As a prequel of the “Conjuring” movies, the film carries the reputation for success those horror films made, and the director had every ingredient to make it a hit.

Scary demonic nuns, an abandoned castle deep in the woods of Romania and religious lore to build on. The basis of any potential great horror flick, but instead they relied on predictable jump scares in a poorly pieced-together plot.

What every horror film fan wants is to be in the edgy soft spot of suspension, subtlety and confusion up until the terrifying third act that brings together the pieces they picked up along the way.

“The Nun” relies way too much on the latter of the three and lacks any sort of suspension or subtlety.

Within the first 5 or 10 minutes of the film’s opening the producers immediately show the demon killing one nun and forcing another to choose whether she wants to be possessed, allowing the demon to walk free, or hang herself. Nothing about the demon is left to the imagination.

The hanging sparks an investigation into the castle, which was assumed to be abandoned.

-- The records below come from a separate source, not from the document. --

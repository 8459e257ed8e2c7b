//! Error taxonomy for the forwarding pipeline.
//!
//! # Design Decisions
//! - Upstream-returned HTTP statuses (4xx/5xx) are NOT errors; they are
//!   relayed verbatim. Only transport-level failures become `ProxyError`.
//! - Callers never see internal detail: the caller-visible message is the
//!   short phrase below, the full source error goes to the log.

use axum::http::StatusCode;
use axum::response::{IntoResponse, Response};
use thiserror::Error;

/// Errors produced by the proxy pipeline, each mapped to a caller-visible
/// status and short message at the handler boundary.
#[derive(Debug, Error)]
pub enum ProxyError {
    /// No `url` query parameter was supplied.
    #[error("Target URL not provided")]
    MissingTarget,

    /// The supplied target failed to parse as an absolute URL.
    #[error("Invalid URL format")]
    InvalidTarget,

    /// Transport-level failure contacting the target (DNS, connect, reset,
    /// malformed response). The source error is logged, never leaked.
    #[error("Error fetching the requested URL")]
    UpstreamUnreachable(#[source] reqwest::Error),

    /// Inbound body exceeded the configured size limit.
    #[error("Request body too large")]
    BodyTooLarge,

    /// Inbound body could not be read (caller aborted mid-upload).
    #[error("Failed to read request body")]
    BodyRead,
}

impl ProxyError {
    /// HTTP status returned to the caller for this error.
    pub fn status(&self) -> StatusCode {
        match self {
            ProxyError::MissingTarget | ProxyError::InvalidTarget => StatusCode::BAD_REQUEST,
            ProxyError::UpstreamUnreachable(_) => StatusCode::INTERNAL_SERVER_ERROR,
            ProxyError::BodyTooLarge => StatusCode::PAYLOAD_TOO_LARGE,
            ProxyError::BodyRead => StatusCode::BAD_REQUEST,
        }
    }
}

impl IntoResponse for ProxyError {
    fn into_response(self) -> Response {
        (self.status(), self.to_string()).into_response()
    }
}

#[cfg(test)]
mod tests {
    use super::*;

    #[test]
    fn test_status_mapping() {
        assert_eq!(ProxyError::MissingTarget.status(), StatusCode::BAD_REQUEST);
        assert_eq!(ProxyError::InvalidTarget.status(), StatusCode::BAD_REQUEST);
        assert_eq!(ProxyError::BodyTooLarge.status(), StatusCode::PAYLOAD_TOO_LARGE);
        assert_eq!(ProxyError::BodyRead.status(), StatusCode::BAD_REQUEST);
    }

    #[test]
    fn test_messages_are_generic() {
        // Caller-visible text must not contain transport detail.
        assert_eq!(ProxyError::MissingTarget.to_string(), "Target URL not provided");
        assert_eq!(ProxyError::InvalidTarget.to_string(), "Invalid URL format");
    }
}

Throughout the film, the plot continues bringing up more and more information that seems unrelated to what is happening, as if the writers knew they needed more content so they managed to detail the plot with random pieces leading up to random jump scares to fill time.

By the time the final scenes come, I was invoked with more laughter than fear because there was nothing to be scared about, so instead I was left looking at the lackluster editing and special effects that accompanies most horror films.

As far as characters go, there were only three main protagonists, and easily the best performance was delivered by Belgian actor, Jonas Bloquet, who played a local field hand and delivery man, named Frenchie, from the remote village near the abandoned abbey.

Only thing is, Frenchie was barely in half the movie.

Other actors in the film include Taissa Farmiga, who plays Sister Irene, who uses her “prophetic visions” to help kill the demon, and Demian Bichir as Father Burke, who is called upon by the Vatican to investigate the holiness of the abbey.

All three actors predominantly play roles in horror flicks and shows, such as “Alien: Covenant,” “Orphan,” “3 Days to Kill” and “American Horror Story.”

For what they were given to work with, all three actors did well in portraying their characters. Unfortunately, what they were given to work with just wasn’t enough.

Luckily, I managed to see the movie on a $5 Tuesday night special, and even now I’m sitting here questioning whether it was really worth it.

Nonetheless, “The Nun” will piggyback on the success of the “Conjuring” movies and be a sought-out date night flick for a couple weeks, making it millions.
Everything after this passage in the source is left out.